CVA or Pre-pack? 

Increasingly, Company Voluntary Arrangements (CVAs) are being considered as viable alternatives to pre-pack administrations , particularly since the introduction of SIP (Statement of Insolvency Practice) 16 was introduced, which requires a higher degree of transparency for creditors in a pre-pack than previously.

April of 2009 witnessed the first time a listed company, the sports goods retailer JJB Sports, successfully use a CVA to avoid collapse. In June 09 AIM quoted caravan trader Discover Leisure used a CVA to restructure and in August 09 a CVA was used to save 8,000 jobs at privately owned retailer Focus DIY from being placed in jeopardy.

The main aims of a CVA are usually to restructure the financing of the company, renegotiate its debts and leasing arrangements and to reach payment agreements with creditors in satisfaction of their debts at an amount higher than would be achievable in an administration. This leaves the existing management team in place to properly focus on the running of the business with less of the previous time consuming distractions arising from creditor pressure.

The advantages to creditors are that the CVA arrangements are transparent, they have a chance to comment and vote upon, and to accept or reject, the proposals and have an opportunity to recover a higher dividend payment than would be likely should the company be placed in administration.

The Government's Insolvency Service has stated that it would like to see a greater use of CVA procedures being made for company restructurings and has made proposals in its recent consultation paper to help achieve this.

One of the proposals includes the extension of the current 28 day moratorium against creditor action to medium and/or large sized companies which is only presently available to small companies.

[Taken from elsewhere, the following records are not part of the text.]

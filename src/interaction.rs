//! Pointer gestures on task bars.
//!
//! Each gesture is a small state machine: it starts `Previewing`, turns
//! pointer travel into whole-day deltas against a private snapshot, and ends
//! either `Committed` (written back to the live task) or `Cancelled` (live
//! task untouched). Renderers draw the [`Preview`] while the gesture runs.

use chrono::{Duration, NaiveDate};

use crate::calendar::Calendar;
use crate::config::Settings;
use crate::domain::{MiniTaskSegment, Task};
use crate::error::GestureError;
use crate::ledger::{self, Direction, LedgerState, PoolPolicy};
use crate::timeline::ViewMode;

/// Share of a day cell the pointer must travel before a bar drag starts.
const DRAG_ACTIVATION_RATIO: f64 = 0.35;

#[derive(Debug, Clone, Copy, PartialEq, Eq)]
pub enum GesturePhase {
    Previewing,
    Committed,
    Cancelled,
}

#[derive(Debug, Clone, Copy, PartialEq, Eq)]
pub enum Edge {
    Start,
    End,
}

#[derive(Debug, Clone, Copy, PartialEq)]
pub struct GestureMetrics {
    pub day_width: f64,
    pub drag_activation_px: f64,
}

impl GestureMetrics {
    pub fn new(settings: &Settings, view_mode: ViewMode) -> Self {
        Self {
            day_width: view_mode.day_width(settings.day_width_px),
            drag_activation_px: settings.drag_activation_px,
        }
    }

    fn days_for(&self, pixel_delta: f64) -> i64 {
        (pixel_delta / self.day_width).round() as i64
    }

    fn drag_threshold(&self) -> f64 {
        self.drag_activation_px.max(self.day_width * DRAG_ACTIVATION_RATIO)
    }
}

/// What the task would look like if the gesture ended now.
#[derive(Debug, Clone, PartialEq)]
pub struct Preview {
    pub start_date: Option<NaiveDate>,
    pub end_date: Option<NaiveDate>,
    pub mini_tasks: Vec<MiniTaskSegment>,
    pub undefined_duration: i64,
    pub progress: u8,
    pub day_delta: i64,
}

impl Preview {
    fn of(task: &Task) -> Self {
        Self {
            start_date: task.start_date,
            end_date: task.end_date,
            mini_tasks: task.mini_tasks.clone(),
            undefined_duration: task.undefined_duration,
            progress: task.progress,
            day_delta: 0,
        }
    }

    /// Overlays the preview on a copy of the task for rendering.
    pub fn apply_to(&self, task: &mut Task) {
        task.start_date = self.start_date;
        task.end_date = self.end_date;
        task.mini_tasks = self.mini_tasks.clone();
        task.undefined_duration = self.undefined_duration;
        task.progress = self.progress;
    }
}

#[derive(Debug, Clone)]
enum GestureKind {
    Drag {
        start: NaiveDate,
        end: NaiveDate,
        active: bool,
    },
    Resize {
        edge: Edge,
        start: NaiveDate,
        end: NaiveDate,
        snapshot: Task,
        candidate: Option<NaiveDate>,
    },
    MiniSegment {
        segment_id: String,
        start: NaiveDate,
        snapshot: LedgerState,
    },
    Progress {
        bar_width: f64,
        initial_offset: f64,
        initial_progress: u8,
    },
}

#[derive(Debug, Clone)]
pub struct GestureController {
    task_id: String,
    phase: GesturePhase,
    metrics: GestureMetrics,
    calendar: Calendar,
    preview: Preview,
    kind: GestureKind,
}

fn editable_dates(task: &Task) -> Result<(NaiveDate, NaiveDate), GestureError> {
    if task.is_stage() {
        return Err(GestureError::StageNotEditable(task.id.clone()));
    }
    let start = task
        .start_date
        .ok_or_else(|| GestureError::UndatedTask(task.id.clone()))?;
    let end = if task.single_event {
        start
    } else {
        task.end_date
            .filter(|end| *end >= start)
            .ok_or_else(|| GestureError::UndatedTask(task.id.clone()))?
    };
    Ok((start, end))
}

/// Whole-bar drag: both dates shift by the same number of working days.
pub fn begin_drag(task: &Task, metrics: GestureMetrics, calendar: &Calendar) -> Result<GestureController, GestureError> {
    let (start, end) = editable_dates(task)?;
    Ok(GestureController::new(
        task,
        metrics,
        calendar,
        GestureKind::Drag {
            start,
            end,
            active: false,
        },
    ))
}

/// Start or end handle: moves one edge and refits the ledger.
pub fn begin_resize(
    task: &Task,
    edge: Edge,
    metrics: GestureMetrics,
    calendar: &Calendar,
) -> Result<GestureController, GestureError> {
    let (start, end) = editable_dates(task)?;
    Ok(GestureController::new(
        task,
        metrics,
        calendar,
        GestureKind::Resize {
            edge,
            start,
            end,
            snapshot: task.clone(),
            candidate: None,
        },
    ))
}

/// Handle on a mini-task boundary. The right edge of `segment_id` resizes that
/// segment; its left edge resizes the previous enabled segment.
pub fn begin_mini_segment_resize(
    task: &Task,
    segment_id: &str,
    edge: Edge,
    metrics: GestureMetrics,
    calendar: &Calendar,
) -> Result<GestureController, GestureError> {
    let (start, _) = editable_dates(task)?;
    let enabled = task
        .mini_tasks
        .iter()
        .filter(|segment| segment.enabled)
        .collect::<Vec<_>>();
    let not_resizable = || GestureError::SegmentNotResizable(segment_id.to_string());
    let position = enabled
        .iter()
        .position(|segment| segment.id == segment_id)
        .ok_or_else(not_resizable)?;
    if enabled[position].locked {
        return Err(not_resizable());
    }
    let active = match edge {
        Edge::End => enabled[position],
        Edge::Start => position
            .checked_sub(1)
            .map(|previous| enabled[previous])
            .filter(|previous| !previous.locked)
            .ok_or_else(not_resizable)?,
    };

    Ok(GestureController::new(
        task,
        metrics,
        calendar,
        GestureKind::MiniSegment {
            segment_id: active.id.clone(),
            start,
            snapshot: LedgerState::of(task),
        },
    ))
}

/// Progress handle. `bar_width` is the rendered bar width in the same units
/// as the pointer deltas.
pub fn begin_progress(
    task: &Task,
    bar_width: f64,
    metrics: GestureMetrics,
    calendar: &Calendar,
) -> Result<GestureController, GestureError> {
    if task.is_stage() {
        return Err(GestureError::StageNotEditable(task.id.clone()));
    }
    let bar_width = bar_width.max(1.0);
    let initial_progress = task.progress.min(100);
    Ok(GestureController::new(
        task,
        metrics,
        calendar,
        GestureKind::Progress {
            bar_width,
            initial_offset: bar_width * f64::from(initial_progress) / 100.0,
            initial_progress,
        },
    ))
}

impl GestureController {
    fn new(task: &Task, metrics: GestureMetrics, calendar: &Calendar, kind: GestureKind) -> Self {
        Self {
            task_id: task.id.clone(),
            phase: GesturePhase::Previewing,
            metrics,
            calendar: calendar.clone(),
            preview: Preview::of(task),
            kind,
        }
    }

    pub fn task_id(&self) -> &str {
        &self.task_id
    }

    pub fn phase(&self) -> GesturePhase {
        self.phase
    }

    pub fn preview(&self) -> &Preview {
        &self.preview
    }

    fn ensure_previewing(&self) -> Result<(), GestureError> {
        if self.phase == GesturePhase::Previewing {
            Ok(())
        } else {
            Err(GestureError::Finished)
        }
    }

    /// `pixel_delta` is the total pointer travel since the gesture began.
    pub fn on_move(&mut self, pixel_delta: f64) -> Result<&Preview, GestureError> {
        self.ensure_previewing()?;
        let metrics = self.metrics;
        let calendar = &self.calendar;
        let preview = &mut self.preview;

        match &mut self.kind {
            GestureKind::Drag { start, end, active } => {
                if !*active && pixel_delta.abs() >= metrics.drag_threshold() {
                    *active = true;
                }
                let shift = metrics.days_for(pixel_delta);
                if *active && shift != preview.day_delta {
                    if let Some((new_start, new_end)) = shifted(calendar, *start, *end, shift) {
                        preview.start_date = Some(new_start);
                        preview.end_date = Some(new_end);
                        preview.day_delta = shift;
                    }
                }
            }
            GestureKind::Resize {
                edge,
                start,
                end,
                snapshot,
                candidate,
            } => {
                let delta = metrics.days_for(pixel_delta);
                let origin = match edge {
                    Edge::Start => *start,
                    Edge::End => *end,
                };
                if let Some(moved) = origin.checked_add_signed(Duration::days(delta)) {
                    let mut draft = snapshot.clone();
                    let fitted = match edge {
                        Edge::Start => ledger::apply_new_start(&mut draft, moved, *end, calendar),
                        Edge::End => ledger::apply_new_end(&mut draft, *start, moved, calendar),
                    };
                    if fitted.is_some() {
                        *candidate = Some(moved);
                        *preview = Preview::of(&draft);
                        preview.day_delta = delta;
                    }
                }
            }
            GestureKind::MiniSegment {
                segment_id,
                start,
                snapshot,
            } => {
                let desired = metrics.days_for(pixel_delta);
                let mut applied = preview.day_delta;
                while applied != desired {
                    let direction = if desired > applied {
                        Direction::Grow
                    } else {
                        Direction::Shrink
                    };
                    if ledger::adjust_step(snapshot, segment_id, direction, PoolPolicy::Extend).is_err() {
                        break;
                    }
                    applied += if direction == Direction::Grow { 1 } else { -1 };
                }
                preview.day_delta = applied;
                preview.mini_tasks = snapshot.segments.clone();
                preview.undefined_duration = snapshot.undefined_duration;
                preview.start_date = Some(*start);
                if let Some(end) = calendar.shift_working_days(*start, snapshot.total().max(1) - 1) {
                    preview.end_date = Some(end);
                }
            }
            GestureKind::Progress {
                bar_width,
                initial_offset,
                ..
            } => {
                let offset = (*initial_offset + pixel_delta).clamp(0.0, *bar_width);
                preview.progress = ((offset / *bar_width) * 100.0).round().clamp(0.0, 100.0) as u8;
            }
        }
        Ok(&self.preview)
    }

    /// Writes the gesture back to `task`. Returns whether anything changed; a
    /// gesture that never moved a whole day is a no-op.
    pub fn on_end(&mut self, task: &mut Task) -> Result<bool, GestureError> {
        self.ensure_previewing()?;
        if task.id != self.task_id {
            return Err(GestureError::WrongTask {
                expected: self.task_id.clone(),
                actual: task.id.clone(),
            });
        }

        let changed = match &self.kind {
            GestureKind::Drag { active, .. } => {
                if *active && self.preview.day_delta != 0 {
                    task.start_date = self.preview.start_date;
                    task.end_date = self.preview.end_date;
                    true
                } else {
                    false
                }
            }
            GestureKind::Resize {
                edge,
                start,
                end,
                candidate,
                ..
            } => match candidate {
                Some(moved) if self.preview.day_delta != 0 => {
                    let fitted = match edge {
                        Edge::Start => ledger::apply_new_start(task, *moved, *end, &self.calendar),
                        Edge::End => ledger::apply_new_end(task, *start, *moved, &self.calendar),
                    };
                    fitted.is_some()
                }
                _ => false,
            },
            GestureKind::MiniSegment { start, snapshot, .. } => {
                if self.preview.day_delta == 0 {
                    false
                } else {
                    let end = self
                        .calendar
                        .shift_working_days(*start, snapshot.total().max(1) - 1)
                        .ok_or_else(|| GestureError::UndatedTask(task.id.clone()))?;
                    snapshot.clone().apply_to(task);
                    task.start_date = Some(*start);
                    task.end_date = Some(end);
                    true
                }
            }
            GestureKind::Progress { initial_progress, .. } => {
                if self.preview.progress != *initial_progress {
                    task.progress = self.preview.progress;
                    true
                } else {
                    false
                }
            }
        };

        self.phase = GesturePhase::Committed;
        if changed {
            tracing::info!(task = %task.id, day_delta = self.preview.day_delta, "gesture committed");
        }
        Ok(changed)
    }

    /// Drops the snapshot. The live task is never touched.
    pub fn on_cancel(&mut self) -> Result<(), GestureError> {
        self.ensure_previewing()?;
        self.phase = GesturePhase::Cancelled;
        tracing::debug!(task = %self.task_id, "gesture cancelled");
        Ok(())
    }
}

fn shifted(calendar: &Calendar, start: NaiveDate, end: NaiveDate, shift: i64) -> Option<(NaiveDate, NaiveDate)> {
    let new_start = calendar.shift_working_days(start, shift)?;
    if start == end {
        return Some((new_start, new_start));
    }
    Some((new_start, calendar.shift_working_days(end, shift)?))
}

This would reduce one of the major risks in a CVA in that on announcement of the proposals creditors often take swift action to protect their assets and position, restrict credit, put up prices and reduce payment times, which only add to the company's short-term woes.

Pre-pack administrations have been popular due to their speed of implementation and relative certainty but have attracted much criticism. SIP 16 has introduced the requirement for the disclosure of 17 separate pieces of information prior to the pre-pack taking place in an attempt to reduce abuse of this insolvency procedure. Information required to be disclosed includes how the business was valued and why it was not marketed generally for sale.

"These disclosure requirements are being mooted as one of the reasons for the increase in CVAs as an alternative to pre-packs," commented Richard Wolff, head of Corporate Recovery and Insolvency at Manchester based JMW Solicitors. "However I like to think that advisers are keen to find equitable arrangements for all parties in a financial restructuring and as landlords and major creditors witness the successful implementation and results of other CVAs, this insolvency procedure is likely to gain greater acceptance."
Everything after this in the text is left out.